Problem description — Each line below must be transcribed with no word changed.

The records —
◇ ◇ ◇

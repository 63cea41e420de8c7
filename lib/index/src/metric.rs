//! Scalar distance kernels and the unified higher-is-better score.

use serde::{Deserialize, Serialize};

#[derive(Debug, Clone, Copy, PartialEq, Eq, Serialize, Deserialize)]
#[serde(rename_all = "lowercase")]
pub enum Metric {
    Cosine,
    L2,
}

#[inline]
pub fn dot(a: &[f32], b: &[f32]) -> f32 {
    debug_assert_eq!(a.len(), b.len());
    a.iter().zip(b).map(|(x, y)| x * y).sum()
}

#[inline]
pub fn norm(a: &[f32]) -> f32 {
    dot(a, a).sqrt()
}

#[inline]
pub fn l2_distance(a: &[f32], b: &[f32]) -> f32 {
    debug_assert_eq!(a.len(), b.len());
    a.iter()
        .zip(b)
        .map(|(x, y)| {
            let d = x - y;
            d * d
        })
        .sum::<f32>()
        .sqrt()
}

#[inline]
pub fn cosine_similarity(a: &[f32], b: &[f32]) -> f32 {
    let na = norm(a);
    let nb = norm(b);
    if na == 0.0 || nb == 0.0 {
        return 0.0;
    }
    dot(a, b) / (na * nb)
}

/// Convert a raw distance/similarity into a score where higher is better.
#[inline]
pub fn score(metric: Metric, a: &[f32], b: &[f32]) -> f32 {
    match metric {
        Metric::Cosine => cosine_similarity(a, b),
        Metric::L2 => -l2_distance(a, b),
    }
}

#[cfg(test)]
mod tests {
    use super::*;

    #[test]
    fn test_cosine_similarity() {
        let a = [1.0, 0.0];
        assert!((cosine_similarity(&a, &[1.0, 0.0]) - 1.0).abs() < 1e-6);
        assert!(cosine_similarity(&a, &[0.0, 1.0]).abs() < 1e-6);
        assert_eq!(cosine_similarity(&a, &[0.0, 0.0]), 0.0);
    }

    #[test]
    fn test_l2_distance() {
        assert!((l2_distance(&[0.0, 0.0], &[3.0, 4.0]) - 5.0).abs() < 1e-6);
    }

    #[test]
    fn test_score_orientation() {
        // Both metrics must rank the identical vector above a distant one.
        let q = [1.0, 0.0];
        for metric in [Metric::Cosine, Metric::L2] {
            let near = score(metric, &q, &[1.0, 0.0]);
            let far = score(metric, &q, &[0.0, 5.0]);
            assert!(near > far);
        }
    }
}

◇ ◇ ◇

The completed task —
repository 63cea41e420de8c7
filename lib/index/src/metric.rs
//! Scalar distance kernels and the unified higher-is-better score.

use serde::{Deserialize, Serialize};

#[derive(Debug, Clone, Copy, PartialEq, Eq, Serialize, Deserialize)]
#[serde(rename_all = "lowercase")]
pub enum Metric {
    Cosine,
    L2,
}

#[inline]
pub fn dot(a: &[f32], b: &[f32]) -> f32 {
    debug_assert_eq!(a.len(), b.len());
    a.iter().zip(b).map(|(x, y)| x * y).sum()
}

#[inline]
pub fn norm(a: &[f32]) -> f32 {
    dot(a, a).sqrt()
}

#[inline]
pub fn l2_distance(a: &[f32], b: &[f32]) -> f32 {
    debug_assert_eq!(a.len(), b.len());
    a.iter()
        .zip(b)
        .map(|(x, y)| {
            let d = x - y;
            d * d
        })
        .sum::<f32>()
        .sqrt()
}

#[inline]
pub fn cosine_similarity(a: &[f32], b: &[f32]) -> f32 {
    let na = norm(a);
    let nb = norm(b);
    if na == 0.0 || nb == 0.0 {
        return 0.0;
    }
    dot(a, b) / (na * nb)
}

/// Convert a raw distance/similarity into a score where higher is better.
#[inline]
pub fn score(metric: Metric, a: &[f32], b: &[f32]) -> f32 {
    match metric {
        Metric::Cosine => cosine_similarity(a, b),
        Metric::L2 => -l2_distance(a, b),
    }
}

#[cfg(test)]
mod tests {
    use super::*;

    #[test]
    fn test_cosine_similarity() {
        let a = [1.0, 0.0];
        assert!((cosine_similarity(&a, &[1.0, 0.0]) - 1.0).abs() < 1e-6);
        assert!(cosine_similarity(&a, &[0.0, 1.0]).abs() < 1e-6);
        assert_eq!(cosine_similarity(&a, &[0.0, 0.0]), 0.0);
    }

    #[test]
    fn test_l2_distance() {
        assert!((l2_distance(&[0.0, 0.0], &[3.0, 4.0]) - 5.0).abs() < 1e-6);
    }

    #[test]
    fn test_score_orientation() {
        // Both metrics must rank the identical vector above a distant one.
        let q = [1.0, 0.0];
        for metric in [Metric::Cosine, Metric::L2] {
            let near = score(metric, &q, &[1.0, 0.0]);
            let far = score(metric, &q, &[0.0, 5.0]);
            assert!(near > far);
        }
    }
}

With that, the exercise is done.